I checked the same thing for things like denial of services, etc. and found pretty much the same thing (look for availability in the SoPs and you will find it under attack mechanisms, risk aggregation controls, COBIT elements, control architecture (under availability and use control), authentication, systems lifecycles, zoning trust and separation mechanisms and placement, zone separation verification, data in use protection, version control protections, and business continuity and disaster recovery resource availability.
Generally speaking, I don’t just add willy-nilly new items to the Standards of Practice when they are already covered elsewhere, and thus for API input controls I kind of figured that no new additions were called for.
So nothing new right?
Indeed. Nothing is really new in the security arena. The more we look, the more we find more of the same. And the same is that we know how to do it well as a field of study, but we don’t do it well as practitioners. What we fail to do is systematically learn from our mistakes and track all we need to do against requirements and well-defined criteria.

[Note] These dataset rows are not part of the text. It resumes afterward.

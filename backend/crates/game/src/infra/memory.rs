//! In-memory repository
//!
//! Same contracts as the Postgres adapter, with one mutex standing in for
//! row locks. Used by tests and by the server when no database is configured.

use std::collections::HashMap;
use std::sync::{Arc, Mutex, MutexGuard, PoisonError};

use chrono::{DateTime, NaiveDate, Utc};
use kernel::id::{GameSessionId, PlayerId};

use crate::domain::entities::{GameSession, PlayerAccount, RoundOutcome};
use crate::domain::repository::{
    AccountLedger, DictionaryCache, GameSessionRepository, RoundLedger,
};
use crate::domain::value_objects::{Rack, Word};
use crate::error::{GameError, GameResult};

#[derive(Debug, Default)]
struct State {
    sessions: HashMap<GameSessionId, GameSession>,
    accounts: HashMap<PlayerId, PlayerAccount>,
    cache: HashMap<Word, (bool, DateTime<Utc>)>,
}

/// Mutex-backed repository
#[derive(Debug, Clone, Default)]
pub struct InMemoryGameRepository {
    state: Arc<Mutex<State>>,
}

impl InMemoryGameRepository {
    pub fn new() -> Self {
        Self::default()
    }

    fn lock(&self) -> MutexGuard<'_, State> {
        self.state.lock().unwrap_or_else(PoisonError::into_inner)
    }

    /// Seed or overwrite an account.
    pub fn put_account(&self, account: PlayerAccount) {
        self.lock().accounts.insert(account.player_id, account);
    }

    pub fn account(&self, player_id: PlayerId) -> Option<PlayerAccount> {
        self.lock().accounts.get(&player_id).cloned()
    }

    pub fn session(&self, session_id: GameSessionId) -> Option<GameSession> {
        self.lock().sessions.get(&session_id).cloned()
    }

    pub fn cached_verdict(&self, word: &Word) -> Option<bool> {
        self.lock().cache.get(word).map(|(valid, _)| *valid)
    }

    /// Cached verdict with its expiry
    pub fn cached_entry(&self, word: &Word) -> Option<(bool, DateTime<Utc>)> {
        self.lock().cache.get(word).copied()
    }

    /// Run `f` on an active session and its owner's account under one lock.
    /// Nothing is written unless `f` returns `Ok(Some(_))`.
    fn with_session_and_account<F, T>(
        &self,
        session_id: GameSessionId,
        player_id: PlayerId,
        f: F,
    ) -> GameResult<Option<T>>
    where
        F: FnOnce(&mut GameSession, &mut PlayerAccount) -> GameResult<Option<T>>,
    {
        let mut state = self.lock();
        let State {
            sessions, accounts, ..
        } = &mut *state;
        let Some(stored) = sessions
            .get(&session_id)
            .filter(|s| s.player_id == player_id && !s.is_completed())
        else {
            return Ok(None);
        };
        let stored_account = accounts
            .get(&player_id)
            .ok_or_else(|| GameError::Internal(format!("account {player_id} vanished")))?;

        let mut session = stored.clone();
        let mut account = stored_account.clone();
        let result = f(&mut session, &mut account)?;
        if result.is_some() {
            sessions.insert(session_id, session);
            accounts.insert(player_id, account);
        }
        Ok(result)
    }
}

impl GameSessionRepository for InMemoryGameRepository {
    async fn create(&self, session: &GameSession) -> GameResult<()> {
        self.lock().sessions.insert(session.id, session.clone());
        Ok(())
    }

    async fn find_owned(
        &self,
        session_id: GameSessionId,
        player_id: PlayerId,
    ) -> GameResult<Option<GameSession>> {
        Ok(self
            .lock()
            .sessions
            .get(&session_id)
            .filter(|s| s.player_id == player_id)
            .cloned())
    }

    async fn finalize_abandoned(&self, cutoff: DateTime<Utc>) -> GameResult<u64> {
        let now = Utc::now();
        let mut closed = 0;
        for session in self.lock().sessions.values_mut() {
            if session.is_abandoned(cutoff) {
                session.apply_outcome(RoundOutcome::forfeit(now));
                closed += 1;
            }
        }
        Ok(closed)
    }
}

impl AccountLedger for InMemoryGameRepository {
    async fn daily_reset(
        &self,
        player_id: PlayerId,
        today: NaiveDate,
        allotment: u32,
    ) -> GameResult<PlayerAccount> {
        let mut state = self.lock();
        let account = state
            .accounts
            .entry(player_id)
            .or_insert_with(|| PlayerAccount::new(player_id, allotment));
        account.apply_daily_reset(today, allotment);
        Ok(account.clone())
    }

    async fn exchange_for_swaps(
        &self,
        player_id: PlayerId,
        cost: u32,
        swaps: u32,
    ) -> GameResult<PlayerAccount> {
        let mut state = self.lock();
        let account = state
            .accounts
            .get_mut(&player_id)
            .ok_or(GameError::InsufficientCurrency)?;
        account.gems = account
            .gems
            .checked_sub(cost)
            .ok_or(GameError::InsufficientCurrency)?;
        account.free_swaps_left = account.free_swaps_left.saturating_add(swaps);
        Ok(account.clone())
    }
}

impl RoundLedger for InMemoryGameRepository {
    async fn complete_and_record(
        &self,
        session_id: GameSessionId,
        player_id: PlayerId,
        outcome: &RoundOutcome,
    ) -> GameResult<Option<PlayerAccount>> {
        self.with_session_and_account(session_id, player_id, |session, account| {
            session.apply_outcome(outcome.clone());
            account.record_round(outcome.score, outcome.reward);
            Ok(Some(account.clone()))
        })
    }

    async fn swap_with_credit(
        &self,
        session_id: GameSessionId,
        player_id: PlayerId,
        rack: &Rack,
    ) -> GameResult<PlayerAccount> {
        self.with_session_and_account(session_id, player_id, |session, account| {
            account.free_swaps_left = account
                .free_swaps_left
                .checked_sub(1)
                .ok_or(GameError::NoSwapsAvailable)?;
            session.rack = rack.clone();
            session.swaps_used += 1;
            Ok(Some(account.clone()))
        })?
        .ok_or(GameError::SessionCompleted)
    }

    async fn reveal_with_debit(
        &self,
        session_id: GameSessionId,
        player_id: PlayerId,
        cost: u32,
    ) -> GameResult<Option<PlayerAccount>> {
        self.with_session_and_account(session_id, player_id, |session, account| {
            if session.hints_revealed {
                return Ok(None);
            }
            account.gems = account
                .gems
                .checked_sub(cost)
                .ok_or(GameError::InsufficientCurrency)?;
            session.hints_revealed = true;
            Ok(Some(account.clone()))
        })
    }
}

impl DictionaryCache for InMemoryGameRepository {
    async fn get(&self, word: &Word, now: DateTime<Utc>) -> GameResult<Option<bool>> {
        Ok(self
            .lock()
            .cache
            .get(word)
            .filter(|(_, expires_at)| *expires_at > now)
            .map(|(valid, _)| *valid))
    }

    async fn put(&self, word: &Word, valid: bool, expires_at: DateTime<Utc>) -> GameResult<()> {
        self.lock().cache.insert(word.clone(), (valid, expires_at));
        Ok(())
    }

    async fn purge_expired(&self, now: DateTime<Utc>) -> GameResult<u64> {
        let mut state = self.lock();
        let before = state.cache.len();
        state.cache.retain(|_, (_, expires_at)| *expires_at > now);
        Ok((before - state.cache.len()) as u64)
    }
}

Airplanes used to crash a lot until we started systematically working through all the things that cause them to fail. Society learned how to make air travel very safe by keeping track and eliminating one after another of the things that went wrong so they didn’t go wrong any more. This includes the people, process, technology, and decision-making. It involved checklists and training and education and a culture. We need the same thing for cyber security.